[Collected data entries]
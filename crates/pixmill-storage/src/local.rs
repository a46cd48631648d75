use crate::keys::validate_key;
use crate::traits::{BlobStore, StorageError, StorageResult};
use crate::StorageBackend;
use async_trait::async_trait;
use bytes::Bytes;
use std::path::{Path, PathBuf};
use tokio::fs;
use tokio::io::AsyncWriteExt;

/// Local filesystem storage implementation
#[derive(Clone)]
pub struct LocalStorage {
    base_path: PathBuf,
}

impl LocalStorage {
    /// Create a new LocalStorage instance rooted at `base_path`, creating the
    /// directory when missing.
    pub async fn new(base_path: impl Into<PathBuf>) -> StorageResult<Self> {
        let base_path = base_path.into();

        fs::create_dir_all(&base_path).await.map_err(|e| {
            StorageError::ConfigError(format!(
                "Failed to create storage directory {}: {}",
                base_path.display(),
                e
            ))
        })?;

        Ok(LocalStorage { base_path })
    }

    pub fn base_path(&self) -> &Path {
        &self.base_path
    }

    /// Convert storage key to filesystem path with security validation
    ///
    /// Rejects keys that would escape the base storage directory.
    fn key_to_path(&self, storage_key: &str) -> StorageResult<PathBuf> {
        validate_key(storage_key)?;

        let path = self.base_path.join(storage_key);

        if let (Ok(canonical), Ok(base_canonical)) =
            (path.canonicalize(), self.base_path.canonicalize())
        {
            if canonical.strip_prefix(&base_canonical).is_err() {
                return Err(StorageError::InvalidKey(
                    "Storage key resolves outside storage directory".to_string(),
                ));
            }
        }

        Ok(path)
    }

    /// Ensure parent directory exists
    async fn ensure_parent_dir(&self, path: &Path) -> StorageResult<()> {
        if let Some(parent) = path.parent() {
            fs::create_dir_all(parent).await?;
        }
        Ok(())
    }
}

#[async_trait]
impl BlobStore for LocalStorage {
    async fn get(&self, key: &str) -> StorageResult<Bytes> {
        let path = self.key_to_path(key)?;
        let start = std::time::Instant::now();

        if !fs::try_exists(&path).await.unwrap_or(false) {
            return Err(StorageError::NotFound(key.to_string()));
        }

        let data = fs::read(&path).await.map_err(|e| {
            StorageError::DownloadFailed(format!("Failed to read file {}: {}", path.display(), e))
        })?;

        tracing::info!(
            path = %path.display(),
            key = %key,
            size_bytes = data.len(),
            duration_ms = start.elapsed().as_secs_f64() * 1000.0,
            "Local storage download successful"
        );

        Ok(Bytes::from(data))
    }

    async fn put(&self, key: &str, data: Bytes, _content_type: &str) -> StorageResult<()> {
        let path = self.key_to_path(key)?;
        let size = data.len();

        self.ensure_parent_dir(&path).await?;

        let start = std::time::Instant::now();

        let mut file = fs::File::create(&path).await.map_err(|e| {
            StorageError::UploadFailed(format!("Failed to create file {}: {}", path.display(), e))
        })?;

        file.write_all(&data).await.map_err(|e| {
            StorageError::UploadFailed(format!("Failed to write file {}: {}", path.display(), e))
        })?;

        file.sync_all().await.map_err(|e| {
            StorageError::UploadFailed(format!("Failed to sync file {}: {}", path.display(), e))
        })?;

        tracing::info!(
            path = %path.display(),
            key = %key,
            size_bytes = size,
            duration_ms = start.elapsed().as_secs_f64() * 1000.0,
            "Local storage upload successful"
        );

        Ok(())
    }

    async fn delete(&self, key: &str) -> StorageResult<()> {
        let path = self.key_to_path(key)?;

        if !fs::try_exists(&path).await.unwrap_or(false) {
            return Ok(());
        }

        fs::remove_file(&path).await.map_err(|e| {
            StorageError::DeleteFailed(format!("Failed to delete file {}: {}", path.display(), e))
        })?;

        tracing::info!(path = %path.display(), key = %key, "Local storage delete successful");

        Ok(())
    }

    async fn exists(&self, key: &str) -> StorageResult<bool> {
        let path = self.key_to_path(key)?;
        Ok(fs::try_exists(&path).await.unwrap_or(false))
    }

    fn backend_type(&self) -> StorageBackend {
        StorageBackend::Local
    }
}
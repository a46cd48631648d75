//! Pixmill Core Library
//!
//! This crate provides the configuration, error types, image record model and
//! metadata store abstraction shared across all Pixmill components.

pub mod config;
pub mod error;
pub mod metadata_store;
pub mod models;
pub mod storage_types;

// Re-export commonly used types
pub use config::{Config, ProcessorConfig, StorageConfig};
pub use error::{AppError, AppResult, LogLevel};
pub use metadata_store::{InMemoryMetadataStore, MetadataStore};
pub use models::{ImageRecord, ImageRecordUpdate, NewImageRecord};
pub use storage_types::StorageBackend;
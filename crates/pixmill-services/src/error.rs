//! Service error type aggregating storage, metadata and pipeline failures

use pixmill_core::AppError;
use pixmill_processing::{PipelineError, ProcessingError};
use pixmill_storage::StorageError;
use std::time::Duration;
use thiserror::Error;

#[derive(Debug, Error)]
pub enum ServiceError {
    #[error(transparent)]
    Storage(#[from] StorageError),

    #[error(transparent)]
    Metadata(#[from] AppError),

    #[error(transparent)]
    Pipeline(#[from] PipelineError),

    #[error(transparent)]
    Processing(#[from] ProcessingError),

    #[error("Image processing timed out after {0:?}")]
    Timeout(Duration),

    #[error("Image processing task failed: {0}")]
    Join(#[from] tokio::task::JoinError),
}

pub type ServiceResult<T> = Result<T, ServiceError>;

impl ServiceError {
    /// Machine-readable error code (e.g. "NOT_FOUND")
    pub fn error_code(&self) -> &'static str {
        match self {
            ServiceError::Storage(StorageError::NotFound(_)) => "NOT_FOUND",
            ServiceError::Storage(StorageError::InvalidKey(_)) => "INVALID_INPUT",
            ServiceError::Storage(_) => "STORAGE_ERROR",
            ServiceError::Metadata(e) => e.error_code(),
            ServiceError::Pipeline(e) => e.kind().as_str(),
            ServiceError::Processing(e) => e.kind().as_str(),
            ServiceError::Timeout(_) => "TIMEOUT",
            ServiceError::Join(_) => "INTERNAL_ERROR",
        }
    }

    /// Whether the caller sent something the pipeline or stores refused
    pub fn is_client_error(&self) -> bool {
        match self {
            ServiceError::Storage(StorageError::NotFound(_) | StorageError::InvalidKey(_)) => true,
            ServiceError::Storage(_) => false,
            ServiceError::Metadata(e) => !e.is_recoverable(),
            ServiceError::Pipeline(e) => e.is_client_error(),
            ServiceError::Processing(e) => e.kind() != pixmill_processing::ErrorKind::EncodeFailed,
            ServiceError::Timeout(_) | ServiceError::Join(_) => false,
        }
    }
}

#[cfg(test)]
mod tests {
    use super::*;
    use pixmill_processing::OperationKind;

    #[test]
    fn test_error_codes() {
        let err: ServiceError = StorageError::NotFound("images/a.png".to_string()).into();
        assert_eq!(err.error_code(), "NOT_FOUND");
        assert!(err.is_client_error());

        let err: ServiceError = AppError::Conflict("a.png".to_string()).into();
        assert_eq!(err.error_code(), "CONFLICT");
        assert!(err.is_client_error());

        let err = ServiceError::Timeout(Duration::from_secs(30));
        assert_eq!(err.error_code(), "TIMEOUT");
        assert!(!err.is_client_error());
    }

    #[test]
    fn test_pipeline_error_keeps_message() {
        let err: ServiceError = PipelineError::Operation {
            index: 0,
            kind: OperationKind::Crop,
            source: ProcessingError::OutOfBounds("crop box".to_string()),
        }
        .into();
        assert_eq!(err.error_code(), "OUT_OF_BOUNDS");
        assert_eq!(err.to_string(), "Operation 0 (crop) failed: Out of bounds: crop box");
    }
}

» WHAT IS BEING ASKED: Lines from the start of the entries through the one containing "filesystem storage implementation" are to be set down again exactly, both ends included.

» RESPONSE TO THIS TASK:
filename crates/pixmill-storage/src/local.rs
repository a46cd48631648d75
use crate::keys::validate_key;
use crate::traits::{BlobStore, StorageError, StorageResult};
use crate::StorageBackend;
use async_trait::async_trait;
use bytes::Bytes;
use std::path::{Path, PathBuf};
use tokio::fs;
use tokio::io::AsyncWriteExt;

/// Local filesystem storage implementation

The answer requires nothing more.